* _EXERCISE DIRECTIONS_:
Gather each line of the entries below that includes "NotificationStatus".

* _DATA_:
//! Unified application error types for Courier.
//!
//! All crates map their internal errors into [`AppError`] for consistent
//! propagation through the ? operator.

use std::fmt;
use thiserror::Error;

/// Top-level error kind categorization used across the entire application.
#[derive(Debug, Clone, Copy, PartialEq, Eq, Hash, serde::Serialize, serde::Deserialize)]
pub enum ErrorKind {
    /// The requested resource was not found.
    NotFound,
    /// Input validation failed.
    Validation,
    /// The durable store could not complete a write during ingestion.
    /// Nothing is enqueued when this is raised.
    StoreUnavailable,
    /// A database error occurred.
    Database,
    /// A delivery channel transport failed or is unconfigured.
    Channel,
    /// A configuration error occurred.
    Configuration,
    /// A serialization/deserialization error occurred.
    Serialization,
    /// The background scheduler failed.
    Scheduler,
    /// An internal error occurred.
    Internal,
}

impl fmt::Display for ErrorKind {
    fn fmt(&self, f: &mut fmt::Formatter<'_>) -> fmt::Result {
        match self {
            Self::NotFound => write!(f, "NOT_FOUND"),
            Self::Validation => write!(f, "VALIDATION"),
            Self::StoreUnavailable => write!(f, "STORE_UNAVAILABLE"),
            Self::Database => write!(f, "DATABASE"),
            Self::Channel => write!(f, "CHANNEL"),
            Self::Configuration => write!(f, "CONFIGURATION"),
            Self::Serialization => write!(f, "SERIALIZATION"),
            Self::Scheduler => write!(f, "SCHEDULER"),
            Self::Internal => write!(f, "INTERNAL"),
        }
    }
}

/// The unified application error used throughout Courier.
///
/// All crate-specific errors are mapped into `AppError` using `From` impls
/// or explicit `.map_err()` calls. This provides a single error type for
/// the entire application boundary.
#[derive(Debug, Error)]
#[error("{kind}: {message}")]
pub struct AppError {
    /// The category of error.
    pub kind: ErrorKind,
    /// A human-readable error message.
    pub message: String,
    /// Optional underlying cause.
    #[source]
    pub source: Option<Box<dyn std::error::Error + Send + Sync>>,
}

impl AppError {
    /// Create a new application error.
    pub fn new(kind: ErrorKind, message: impl Into<String>) -> Self {
        Self {
            kind,
            message: message.into(),
            source: None,
        }
    }

    /// Create a new application error with an underlying cause.
    pub fn with_source(
        kind: ErrorKind,
        message: impl Into<String>,
        source: impl std::error::Error + Send + Sync + 'static,
    ) -> Self {
        Self {
            kind,
            message: message.into(),
            source: Some(Box::new(source)),
        }
    }

    /// Create a not-found error.
    pub fn not_found(message: impl Into<String>) -> Self {
        Self::new(ErrorKind::NotFound, message)
    }

    /// Create a validation error.
    pub fn validation(message: impl Into<String>) -> Self {
        Self::new(ErrorKind::Validation, message)
    }

    /// Create a store-unavailable error.
    pub fn store_unavailable(message: impl Into<String>) -> Self {
        Self::new(ErrorKind::StoreUnavailable, message)
    }

    /// Create a database error.
    pub fn database(message: impl Into<String>) -> Self {
        Self::new(ErrorKind::Database, message)
    }

    /// Create a channel error.
    pub fn channel(message: impl Into<String>) -> Self {
        Self::new(ErrorKind::Channel, message)
    }

    /// Create a configuration error.
    pub fn configuration(message: impl Into<String>) -> Self {
        Self::new(ErrorKind::Configuration, message)
    }

    /// Create a scheduler error.
    pub fn scheduler(message: impl Into<String>) -> Self {
        Self::new(ErrorKind::Scheduler, message)
    }

    /// Create an internal error.
    pub fn internal(message: impl Into<String>) -> Self {
        Self::new(ErrorKind::Internal, message)
    }
}

impl Clone for AppError {
    fn clone(&self) -> Self {
        Self {
            kind: self.kind,
            message: self.message.clone(),
            source: None,
        }
    }
}

impl From<serde_json::Error> for AppError {
    fn from(err: serde_json::Error) -> Self {
        Self::with_source(
            ErrorKind::Serialization,
            format!("JSON serialization error: {err}"),
            err,
        )
    }
}

impl From<config::ConfigError> for AppError {
    fn from(err: config::ConfigError) -> Self {
        Self::with_source(
            ErrorKind::Configuration,
            format!("Configuration error: {err}"),
            err,
        )
    }
}
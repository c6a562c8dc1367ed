//! Realtime delivery to live client connections.

use std::sync::Arc;

use async_trait::async_trait;
use serde::Serialize;
use serde_json::json;
use tracing::{debug, info};

use courier_entity::notification::model::Notification;

use crate::adapter::{names, ChannelAdapter, ChannelError};
use crate::registry::ConnectionRegistry;

/// The payload pushed to a connected client.
#[derive(Debug, Serialize)]
pub struct RealtimePayload<'a> {
    pub id: uuid::Uuid,
    #[serde(rename = "type")]
    pub kind: &'a str,
    pub title: &'a str,
    pub message: &'a str,
    pub data: &'a serde_json::Value,
    pub timestamp: chrono::DateTime<chrono::Utc>,
}

/// Realtime adapter backed by the connection registry.
///
/// A recipient without a live connection is a successful outcome with
/// `delivered: false`, not a channel failure: the record remains queryable
/// and the client catches up through the query surface.
pub struct RealtimeAdapter {
    registry: Arc<ConnectionRegistry>,
}

impl RealtimeAdapter {
    pub fn new(registry: Arc<ConnectionRegistry>) -> Self {
        Self { registry }
    }
}

#[async_trait]
impl ChannelAdapter for RealtimeAdapter {
    fn name(&self) -> &'static str {
        names::REALTIME
    }

    async fn deliver(
        &self,
        notification: &Notification,
    ) -> Result<serde_json::Value, ChannelError> {
        let payload = RealtimePayload {
            id: notification.id,
            kind: &notification.kind,
            title: &notification.title,
            message: &notification.message,
            data: &notification.data,
            timestamp: notification.created_at,
        };
        let serialized = serde_json::to_string(&payload)
            .map_err(|e| ChannelError::Provider(format!("Failed to serialize payload: {e}")))?;

        let delivered = match self.registry.get(&notification.recipient_key) {
            Some(handle) => handle.send(serialized),
            None => false,
        };

        if delivered {
            info!(
                notification_id = %notification.id,
                recipient_key = %notification.recipient_key,
                "Realtime notification sent"
            );
            Ok(json!({ "delivered": true }))
        } else {
            debug!(
                notification_id = %notification.id,
                recipient_key = %notification.recipient_key,
                "Recipient not connected, realtime delivery skipped"
            );
            Ok(json!({ "delivered": false, "reason": "user_not_connected" }))
        }
    }
}
//! Recipient descriptor: the contact facts used to decide eligible channels.

use std::collections::HashMap;

use serde::{Deserialize, Serialize};

/// A recipient descriptor.
///
/// At least one of `user_id` / `email` / `phone` must be present for a
/// submission to be accepted; the first present (in that order) becomes
/// the record's immutable `recipient_key`.
#[derive(Debug, Clone, Default, Serialize, Deserialize)]
pub struct Recipient {
    /// Stable user identifier, if known.
    #[serde(default)]
    pub user_id: Option<String>,
    /// Email address, enabling the email channel.
    #[serde(default)]
    pub email: Option<String>,
    /// Phone number, enabling the SMS channel.
    #[serde(default)]
    pub phone: Option<String>,
    /// Mobile push device token, enabling the push channel.
    #[serde(default)]
    pub device_token: Option<String>,
    /// Per-channel opt-out map. A channel explicitly set to `false` is
    /// dropped from routing; unspecified channels remain included.
    #[serde(default)]
    pub preferences: Option<HashMap<String, bool>>,
}

impl Recipient {
    /// Resolve the recipient key: user id, then email, then phone.
    pub fn key(&self) -> Option<&str> {
        self.user_id
            .as_deref()
            .or(self.email.as_deref())
            .or(self.phone.as_deref())
    }

    /// Whether the recipient's preferences allow a channel.
    ///
    /// Opt-out semantics: only an explicit `false` suppresses a channel.
    pub fn allows_channel(&self, channel: &str) -> bool {
        match &self.preferences {
            Some(prefs) => prefs.get(channel).copied() != Some(false),
            None => true,
        }
    }
}
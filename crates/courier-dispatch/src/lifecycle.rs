//! Lifecycle tracking: the single writer of notification status.

use std::sync::Arc;

use chrono::Utc;
use tracing::{error, info};
use uuid::Uuid;

use courier_entity::notification::outcome::DeliveryOutcome;
use courier_entity::notification::status::NotificationStatus;
use courier_store::{NotificationStore, NotificationUpdate};

/// Applies post-pass status transitions to the store.
///
/// Every `pending -> sent` / `pending -> failed` write in the system goes
/// through here. Store failures are logged and swallowed: the in-memory
/// outcome of a pass is already final, and a lost status write must not
/// take the drain loop down with it.
pub struct LifecycleTracker {
    store: Arc<dyn NotificationStore>,
}

impl LifecycleTracker {
    pub fn new(store: Arc<dyn NotificationStore>) -> Self {
        Self { store }
    }

    /// Record the per-channel outcomes of one completed processing pass.
    ///
    /// Status becomes `sent` when at least one channel succeeded, `failed`
    /// when every channel failed (or none were resolved). `sent_at` marks
    /// pass completion in both cases.
    pub async fn record_outcomes(
        &self,
        id: Uuid,
        outcomes: &[DeliveryOutcome],
        attempts: i32,
    ) {
        let any_success = outcomes.iter().any(|o| o.success);
        let status = if any_success {
            NotificationStatus::Sent
        } else {
            NotificationStatus::Failed
        };

        let serialized = match serde_json::to_value(outcomes) {
            Ok(v) => Some(v),
            Err(e) => {
                error!(notification_id = %id, error = %e, "Failed to serialize delivery outcomes");
                None
            }
        };

        let update = NotificationUpdate {
            status: Some(status),
            delivery_outcomes: serialized,
            sent_at: Some(Utc::now()),
            attempts: Some(attempts),
            last_error: None,
        };

        if let Err(e) = self.store.apply(id, update).await {
            error!(
                notification_id = %id,
                error = %e,
                "Failed to persist delivery outcome"
            );
            return;
        }

        info!(
            notification_id = %id,
            status = %status,
            channels = outcomes.len(),
            "Notification processed"
        );
    }

    /// Record a whole-pass failure: the pass itself broke before producing
    /// per-channel outcomes.
    pub async fn record_pass_failure(&self, id: Uuid, error_message: &str, attempts: i32) {
        let update = NotificationUpdate {
            status: Some(NotificationStatus::Failed),
            delivery_outcomes: None,
            sent_at: Some(Utc::now()),
            attempts: Some(attempts),
            last_error: Some(error_message.to_string()),
        };

        if let Err(e) = self.store.apply(id, update).await {
            error!(
                notification_id = %id,
                error = %e,
                "Failed to persist pass failure"
            );
        }
    }
}
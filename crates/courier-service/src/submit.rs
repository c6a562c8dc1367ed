//! Notification submission: validate, default, route, persist, enqueue.

use std::sync::Arc;

use chrono::Utc;
use serde::{Deserialize, Serialize};
use serde_json::json;
use tracing::{info, warn};
use uuid::Uuid;

use courier_channels::resolve_channels;
use courier_core::config::DispatchConfig;
use courier_core::error::AppError;
use courier_core::result::AppResult;
use courier_dispatch::DispatchQueue;
use courier_entity::notification::kind::NotificationKind;
use courier_entity::notification::model::{Notification, NotificationMetadata};
use courier_entity::notification::request::NotificationRequest;
use courier_entity::notification::status::NotificationStatus;
use courier_entity::recipient::Recipient;
use courier_store::NotificationStore;

/// Acknowledgement returned to the submitter.
#[derive(Debug, Clone, Serialize, Deserialize)]
pub struct SubmitAck {
    /// Assigned notification id.
    pub id: Uuid,
    /// Always `"queued"`: the record is persisted and (if due) enqueued.
    pub status: String,
}

/// Ingestion service: turns submissions into persisted, queued records.
pub struct SubmitService {
    store: Arc<dyn NotificationStore>,
    queue: Arc<DispatchQueue>,
    config: DispatchConfig,
}

impl SubmitService {
    pub fn new(
        store: Arc<dyn NotificationStore>,
        queue: Arc<DispatchQueue>,
        config: DispatchConfig,
    ) -> Self {
        Self {
            store,
            queue,
            config,
        }
    }

    /// Submit one notification for a recipient.
    ///
    /// Channel routing runs exactly once, here; the resolved set is
    /// persisted on the record. Persistence failure aborts the submission
    /// and nothing is enqueued. A record scheduled for the future is
    /// persisted but not enqueued.
    pub async fn submit(
        &self,
        recipient: &Recipient,
        request: NotificationRequest,
    ) -> AppResult<SubmitAck> {
        let recipient_key = recipient
            .key()
            .ok_or_else(|| {
                AppError::validation("Recipient must have a user id, email, or phone")
            })?
            .to_string();

        if request.kind.is_empty() {
            return Err(AppError::validation("Notification kind must not be empty"));
        }

        let now = Utc::now();
        let priority = request.priority.unwrap_or_default();
        let kind = NotificationKind::parse(&request.kind);
        let channels = resolve_channels(recipient, priority);

        if channels.is_empty() {
            warn!(
                recipient_key = %recipient_key,
                kind = %request.kind,
                "All channels opted out, notification will fail delivery"
            );
        }

        let defaults = NotificationMetadata::default();
        let metadata = NotificationMetadata {
            source: request.source.unwrap_or(defaults.source),
            category: request.category.unwrap_or(defaults.category),
            tags: request.tags,
            related_entity_id: request.related_entity_id,
            related_entity_type: request.related_entity_type,
        };
        let metadata = serde_json::to_value(&metadata)?;

        let notification = Notification {
            id: Uuid::new_v4(),
            recipient_key,
            kind: request.kind,
            title: request
                .title
                .unwrap_or_else(|| kind.default_title().to_string()),
            message: request.message.unwrap_or_default(),
            data: request.data.unwrap_or_else(|| json!({})),
            resolved_channels: channels,
            delivery_outcomes: None,
            status: NotificationStatus::Pending,
            priority,
            attempts: 0,
            max_attempts: request
                .max_attempts
                .unwrap_or(self.config.default_max_attempts),
            last_error: None,
            read: false,
            read_at: None,
            metadata,
            created_at: now,
            updated_at: now,
            scheduled_for: request.scheduled_for,
            expires_at: request
                .expires_at
                .unwrap_or_else(|| now + priority.default_expiry()),
            sent_at: None,
        };

        self.store.insert(&notification).await?;

        if notification.is_due(now) {
            self.queue.enqueue(notification.clone()).await;
        } else {
            info!(
                notification_id = %notification.id,
                scheduled_for = ?notification.scheduled_for,
                "Notification persisted for future delivery"
            );
        }

        info!(
            notification_id = %notification.id,
            recipient_key = %notification.recipient_key,
            kind = %notification.kind,
            priority = %notification.priority,
            channels = ?notification.resolved_channels,
            "Notification submitted"
        );

        Ok(SubmitAck {
            id: notification.id,
            status: "queued".to_string(),
        })
    }
}
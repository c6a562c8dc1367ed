//! Shared type primitives.

pub mod pagination;
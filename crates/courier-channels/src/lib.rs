//! # courier-channels
//!
//! Delivery channel plumbing: the [`ChannelAdapter`] contract, the four
//! concrete adapters (email, SMS, realtime, push), channel routing, the
//! live connection registry, and message templates.

pub mod adapter;
pub mod email;
pub mod push;
pub mod realtime;
pub mod registry;
pub mod router;
pub mod sms;
pub mod templates;

pub use adapter::{ChannelAdapter, ChannelError, ChannelSet};
pub use email::EmailAdapter;
pub use push::PushAdapter;
pub use realtime::RealtimeAdapter;
pub use registry::{ClientHandle, ConnectionRegistry};
pub use router::resolve_channels;
pub use sms::SmsAdapter;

* _SOLUTION TO THE PROBLEM_:
use courier_entity::notification::status::NotificationStatus;
            NotificationStatus::Sent
            NotificationStatus::Failed
            status: Some(NotificationStatus::Failed),
use courier_entity::notification::status::NotificationStatus;
            status: NotificationStatus::Pending,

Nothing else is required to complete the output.